8.2. Supplier shall be entitled to invoice Company for the Goods on or after Delivery. Company shall pay each invoice in full by the end of the month following the month in which the invoice was received. Payment shall be made to the bank account specified in the invoice.
8.3. If a party fails to make any payment under the Contract by the due date, then the defaulting party shall pay interest on demand on the overdue amount at the rate of 3 percent per annum above HSBC Bank plc’s UK base rate from time to time. Interest shall accrue on a daily basis from the due date until the actual date of payment. This clause shall not apply to payments that Company disputes in good faith.
8.4. If Company disputes any invoice or other statement of money due, Company shall promptly notify Supplier in writing. The parties shall negotiate in good faith to attempt to resolve the dispute promptly. Supplier shall provide all such evidence as may be reasonably necessary to verify the disputed invoice or request for payment. If the parties have not resolved the dispute within thirty days of Company giving notice to Supplier, the dispute shall be resolved in accordance with clause 19.
8.5. Company may, without limiting any other rights it may have, set off any amounts owed to it by Supplier under the Contract or any other contract against any amounts payable by it to Supplier under the Contract. Supplier is not entitled to make any set-off, deduction or withholding against or from any payment it is required to make to Company.
8.6. Company shall not lose any discount for prompt payment as a result of exercising its rights under clause 8.4 or disputing a payment in good faith.
9.1. Supplier shall maintain public liability insurance and product liability insurance until the date which is one year after final Delivery. If Supplier has any responsibility for design, Supplier shall also maintain professional indemnity insurance until the date which is twelve years from final Delivery.
9.2. Supplier shall ensure that all insurance policies are taken out with reputable insurance companies and that the level of cover and other terms of insurance are acceptable to and agreed by Customer.
9.3. Supplier shall, on request by Company, provide certificates of insurance demonstrating compliance with its insurance obligations. Supplier shall do nothing to invalidate its insurance policies and shall notify Company if any policy is or is likely to be cancelled or subject to material change.
9.4. Supplier shall ensure that any subcontractors maintain adequate insurance having regard to their obligations. Nothing in this clause shall limit Supplier’s liability.
10.1. Supplier shall indemnify Company against all liabilities, costs, expenses, damages and losses suffered or incurred by Company arising out of or in connection with any claim made against Company by any person:
a) for actual or alleged infringement of Intellectual Property Rights arising out of or in connection with the supply or use of the Goods;
b) arising out of or in connection with supply of Goods, to the extent that such claim arises out of the breach, negligent performance or failure or delay in performance of the Contract by Supplier, its employees, agents or subcontractors; and
c) for death, personal injury or damage to property arising out of or in connection with defective Goods, to the extent the defect is attributable to acts or omissions of Supplier, its employees, agents or subcontractors.
Supplier shall provide all facilities and assistance requested by Company or its insurers for the purpose of handling any claim referred to in this clause 10.
11. Assignment and Subcontracting
11.1. Supplier may not, without Company’s prior written consent, assign or transfer any of its rights or obligations under the Contract.

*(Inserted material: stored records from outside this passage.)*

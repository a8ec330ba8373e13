mod app;
mod console;
mod tui;

use std::fs::File;
use std::io;
use std::net::IpAddr;
use std::time::{Duration, Instant};

use anyhow::{Context, Result};
use clap::Parser;
use crossterm::event::{self, Event, KeyEventKind};
use crossterm::terminal::{self, EnterAlternateScreen, LeaveAlternateScreen};
use crossterm::{cursor, execute};
use ratatui::Terminal;
use ratatui::backend::CrosstermBackend;

use bomberlan::SessionConfig;

use app::App;

#[derive(Parser)]
#[command(name = "bomberlan-client")]
#[command(about = "LAN bomber client; hosts a server when none is found")]
struct Args {
    #[arg(short, long, default_value = "")]
    name: String,

    #[arg(long, default_value = "")]
    password: String,

    #[arg(long, help = "Log in as soon as the server connection is up")]
    auto_login: bool,

    #[arg(short, long, default_value_t = bomberlan::DEFAULT_PORT)]
    port: u16,

    #[arg(short, long, default_value = "0.0.0.0")]
    bind: IpAddr,

    #[arg(long, default_value = "255.255.255.255")]
    broadcast: IpAddr,

    #[arg(long, default_value = "bomberlan-client.log")]
    log_file: String,
}

fn main() -> Result<()> {
    let args = Args::parse();

    // The terminal belongs to the TUI, so logs go to a file.
    let log_file = File::create(&args.log_file)
        .with_context(|| format!("cannot open log file {}", args.log_file))?;
    env_logger::Builder::from_env(env_logger::Env::default().default_filter_or("info"))
        .target(env_logger::Target::Pipe(Box::new(log_file)))
        .init();

    let config = SessionConfig {
        port: args.port,
        bind_addr: args.bind,
        broadcast_addr: args.broadcast,
        ..Default::default()
    };

    let mut app = App::new(config, args.name, args.password, args.auto_login);
    app.start();

    let result = run_with_tui(&mut app);
    app.shutdown();
    log::info!("Client shutting down");
    result
}

fn run_with_tui(app: &mut App) -> Result<()> {
    terminal::enable_raw_mode()?;
    let mut stdout = io::stdout();
    execute!(stdout, EnterAlternateScreen, cursor::Hide)?;

    let backend = CrosstermBackend::new(stdout);
    let mut terminal = Terminal::new(backend)?;

    let mut last_frame = Instant::now();
    let mut frame_count = 0u64;
    let mut failure = None;

    while !app.should_quit() {
        let now = Instant::now();
        let dt = (now - last_frame).as_secs_f32();
        last_frame = now;

        if let Err(e) = app.tick(dt) {
            failure = Some(e);
            break;
        }

        frame_count += 1;
        terminal.draw(|frame| tui::render(frame, app, frame_count))?;

        if event::poll(Duration::from_millis(16))? {
            if let Event::Key(key) = event::read()? {
                if key.kind == KeyEventKind::Press {
                    app.handle_key(key.code, key.modifiers);
                }
            }
        }
    }

    terminal::disable_raw_mode()?;
    execute!(terminal.backend_mut(), LeaveAlternateScreen, cursor::Show)?;

    match failure {
        Some(e) => Err(e).context("client session failed"),
        None => Ok(()),
    }
}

Company may at any time assign its rights under the Contract.
11.2. Supplier may not, without Company’s prior written consent subcontract any of its obligations under the Contract. Company may impose any requirements it thinks fit as a condition to its consent, including requirements as to the form of subcontract, delivery of collateral warranties and other security for the subcontractor’s obligations. Subcontracting shall not relieve Supplier of any of its obligations under the Contract.
12. Confidentiality and Intellectual Property
12.1. Neither party shall disclose to any person any confidential information disclosed to it by the other party concerning the business or affairs of the other party or, any member of its Group, including information relating to a party’s operations, process, plans, product information, know-how, designs, trade secrets, software, market opportunities and customers (“Confidential Information”), except as permitted by clause 12.2.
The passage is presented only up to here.